◆ What the task asks ◆
Your answer must consist solely of the lines from the start of the entries below through the line with "pub fn from_file(path: impl", unchanged.

Collection entries:
★ ★ ★ ★ ★

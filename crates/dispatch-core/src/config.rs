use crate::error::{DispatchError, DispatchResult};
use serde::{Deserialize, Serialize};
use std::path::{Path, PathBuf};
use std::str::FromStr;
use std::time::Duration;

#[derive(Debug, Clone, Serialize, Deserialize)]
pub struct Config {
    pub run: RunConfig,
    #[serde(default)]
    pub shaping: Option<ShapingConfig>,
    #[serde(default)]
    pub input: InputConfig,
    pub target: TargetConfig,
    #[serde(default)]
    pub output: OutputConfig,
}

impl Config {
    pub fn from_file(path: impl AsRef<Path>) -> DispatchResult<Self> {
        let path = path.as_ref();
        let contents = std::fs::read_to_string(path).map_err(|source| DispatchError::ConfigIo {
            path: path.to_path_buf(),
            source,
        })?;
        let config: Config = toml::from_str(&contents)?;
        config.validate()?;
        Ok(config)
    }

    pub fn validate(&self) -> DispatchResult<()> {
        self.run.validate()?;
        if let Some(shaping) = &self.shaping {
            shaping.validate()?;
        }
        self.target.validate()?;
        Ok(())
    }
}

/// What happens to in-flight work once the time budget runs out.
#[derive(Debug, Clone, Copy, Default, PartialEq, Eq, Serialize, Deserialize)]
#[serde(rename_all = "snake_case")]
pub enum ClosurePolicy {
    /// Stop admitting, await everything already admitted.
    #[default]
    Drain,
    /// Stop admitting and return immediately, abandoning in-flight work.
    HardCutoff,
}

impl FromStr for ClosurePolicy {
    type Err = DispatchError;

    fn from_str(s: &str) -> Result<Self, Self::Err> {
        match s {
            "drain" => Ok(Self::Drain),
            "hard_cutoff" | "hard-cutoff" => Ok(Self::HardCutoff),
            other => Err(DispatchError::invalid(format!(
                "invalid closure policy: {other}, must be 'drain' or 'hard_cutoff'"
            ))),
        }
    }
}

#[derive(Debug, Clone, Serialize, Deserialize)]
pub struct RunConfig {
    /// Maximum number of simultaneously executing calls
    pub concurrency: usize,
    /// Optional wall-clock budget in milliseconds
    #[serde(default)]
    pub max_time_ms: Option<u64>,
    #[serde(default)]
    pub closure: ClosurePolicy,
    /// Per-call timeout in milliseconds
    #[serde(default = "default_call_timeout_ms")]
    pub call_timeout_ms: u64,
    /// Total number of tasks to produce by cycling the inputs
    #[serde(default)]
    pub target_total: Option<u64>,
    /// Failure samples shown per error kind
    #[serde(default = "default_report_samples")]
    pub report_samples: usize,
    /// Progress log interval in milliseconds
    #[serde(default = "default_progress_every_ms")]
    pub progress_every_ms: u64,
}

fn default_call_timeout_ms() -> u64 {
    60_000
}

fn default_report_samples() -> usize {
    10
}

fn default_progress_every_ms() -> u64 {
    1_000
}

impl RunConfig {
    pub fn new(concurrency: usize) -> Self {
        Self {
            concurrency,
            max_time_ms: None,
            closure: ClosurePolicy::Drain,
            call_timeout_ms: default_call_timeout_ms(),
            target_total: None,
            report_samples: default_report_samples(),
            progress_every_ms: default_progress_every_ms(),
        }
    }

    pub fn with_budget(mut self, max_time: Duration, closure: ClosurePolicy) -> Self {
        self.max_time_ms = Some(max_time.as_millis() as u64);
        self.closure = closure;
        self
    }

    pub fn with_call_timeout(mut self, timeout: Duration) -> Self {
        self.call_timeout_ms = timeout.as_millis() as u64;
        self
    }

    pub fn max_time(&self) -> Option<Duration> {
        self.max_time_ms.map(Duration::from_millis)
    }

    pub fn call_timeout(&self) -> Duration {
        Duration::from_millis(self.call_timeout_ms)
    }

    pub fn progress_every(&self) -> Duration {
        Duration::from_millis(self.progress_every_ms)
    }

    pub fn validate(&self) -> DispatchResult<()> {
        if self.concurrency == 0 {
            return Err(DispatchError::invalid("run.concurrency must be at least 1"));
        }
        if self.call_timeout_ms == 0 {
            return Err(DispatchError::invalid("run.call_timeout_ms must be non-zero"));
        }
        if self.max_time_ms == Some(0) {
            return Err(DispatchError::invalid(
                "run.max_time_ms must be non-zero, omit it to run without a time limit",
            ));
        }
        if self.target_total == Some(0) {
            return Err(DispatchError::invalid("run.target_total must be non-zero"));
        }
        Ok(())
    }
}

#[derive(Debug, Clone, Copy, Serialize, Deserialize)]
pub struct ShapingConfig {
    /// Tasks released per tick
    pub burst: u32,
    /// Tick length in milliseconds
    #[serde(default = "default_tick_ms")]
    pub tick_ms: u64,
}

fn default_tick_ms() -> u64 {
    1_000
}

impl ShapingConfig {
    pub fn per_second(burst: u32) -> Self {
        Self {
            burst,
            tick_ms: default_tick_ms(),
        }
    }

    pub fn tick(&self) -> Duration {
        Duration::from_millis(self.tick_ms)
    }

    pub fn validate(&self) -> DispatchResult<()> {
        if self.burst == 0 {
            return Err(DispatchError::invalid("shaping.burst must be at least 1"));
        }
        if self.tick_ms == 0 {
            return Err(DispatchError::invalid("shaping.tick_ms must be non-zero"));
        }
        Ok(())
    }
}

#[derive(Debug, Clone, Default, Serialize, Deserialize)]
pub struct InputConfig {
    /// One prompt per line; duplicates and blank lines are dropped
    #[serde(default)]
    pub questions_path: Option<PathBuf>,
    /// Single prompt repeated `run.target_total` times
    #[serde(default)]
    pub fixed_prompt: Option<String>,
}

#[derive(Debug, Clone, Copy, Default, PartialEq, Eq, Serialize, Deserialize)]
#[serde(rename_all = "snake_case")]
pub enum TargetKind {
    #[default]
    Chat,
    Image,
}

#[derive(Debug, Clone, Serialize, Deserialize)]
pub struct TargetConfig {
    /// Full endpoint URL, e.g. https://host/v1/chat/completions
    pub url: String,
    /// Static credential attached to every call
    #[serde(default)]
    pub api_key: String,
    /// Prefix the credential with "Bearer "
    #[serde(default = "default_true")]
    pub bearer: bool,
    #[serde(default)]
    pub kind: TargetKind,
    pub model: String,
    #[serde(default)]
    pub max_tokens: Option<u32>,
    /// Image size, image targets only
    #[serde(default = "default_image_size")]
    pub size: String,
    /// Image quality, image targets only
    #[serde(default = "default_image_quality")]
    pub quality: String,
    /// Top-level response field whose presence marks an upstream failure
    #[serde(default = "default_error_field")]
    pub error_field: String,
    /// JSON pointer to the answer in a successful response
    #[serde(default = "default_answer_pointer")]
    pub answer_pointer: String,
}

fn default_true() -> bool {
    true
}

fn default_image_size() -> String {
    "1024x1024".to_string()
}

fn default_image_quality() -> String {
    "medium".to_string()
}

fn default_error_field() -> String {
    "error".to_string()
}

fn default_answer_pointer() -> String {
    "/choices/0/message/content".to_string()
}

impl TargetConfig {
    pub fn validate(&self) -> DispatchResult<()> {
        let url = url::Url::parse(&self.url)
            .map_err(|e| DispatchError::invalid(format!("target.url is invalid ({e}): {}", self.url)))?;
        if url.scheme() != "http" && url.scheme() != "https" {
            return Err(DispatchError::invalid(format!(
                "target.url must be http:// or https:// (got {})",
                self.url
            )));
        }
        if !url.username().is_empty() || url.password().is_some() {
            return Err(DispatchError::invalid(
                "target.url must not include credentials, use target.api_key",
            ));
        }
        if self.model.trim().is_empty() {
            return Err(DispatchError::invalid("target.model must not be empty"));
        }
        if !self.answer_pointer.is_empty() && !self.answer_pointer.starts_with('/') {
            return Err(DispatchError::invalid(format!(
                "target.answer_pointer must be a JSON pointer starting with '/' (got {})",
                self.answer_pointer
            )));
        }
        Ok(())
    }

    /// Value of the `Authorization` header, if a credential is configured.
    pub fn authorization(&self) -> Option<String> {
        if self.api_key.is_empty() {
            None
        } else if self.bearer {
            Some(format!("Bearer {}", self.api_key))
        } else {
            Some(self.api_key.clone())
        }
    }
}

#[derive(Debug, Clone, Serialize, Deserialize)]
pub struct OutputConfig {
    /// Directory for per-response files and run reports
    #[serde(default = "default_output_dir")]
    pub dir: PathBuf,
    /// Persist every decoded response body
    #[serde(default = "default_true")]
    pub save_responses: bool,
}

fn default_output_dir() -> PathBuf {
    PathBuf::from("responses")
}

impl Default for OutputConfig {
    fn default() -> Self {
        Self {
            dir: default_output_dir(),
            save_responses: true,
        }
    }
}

★ ★ ★ ★ ★

◆ Final answer ◆
filename crates/dispatch-core/src/config.rs
use crate::error::{DispatchError, DispatchResult};
use serde::{Deserialize, Serialize};
use std::path::{Path, PathBuf};
use std::str::FromStr;
use std::time::Duration;

#[derive(Debug, Clone, Serialize, Deserialize)]
pub struct Config {
    pub run: RunConfig,
    #[serde(default)]
    pub shaping: Option<ShapingConfig>,
    #[serde(default)]
    pub input: InputConfig,
    pub target: TargetConfig,
    #[serde(default)]
    pub output: OutputConfig,
}

impl Config {
    pub fn from_file(path: impl AsRef<Path>) -> DispatchResult<Self> {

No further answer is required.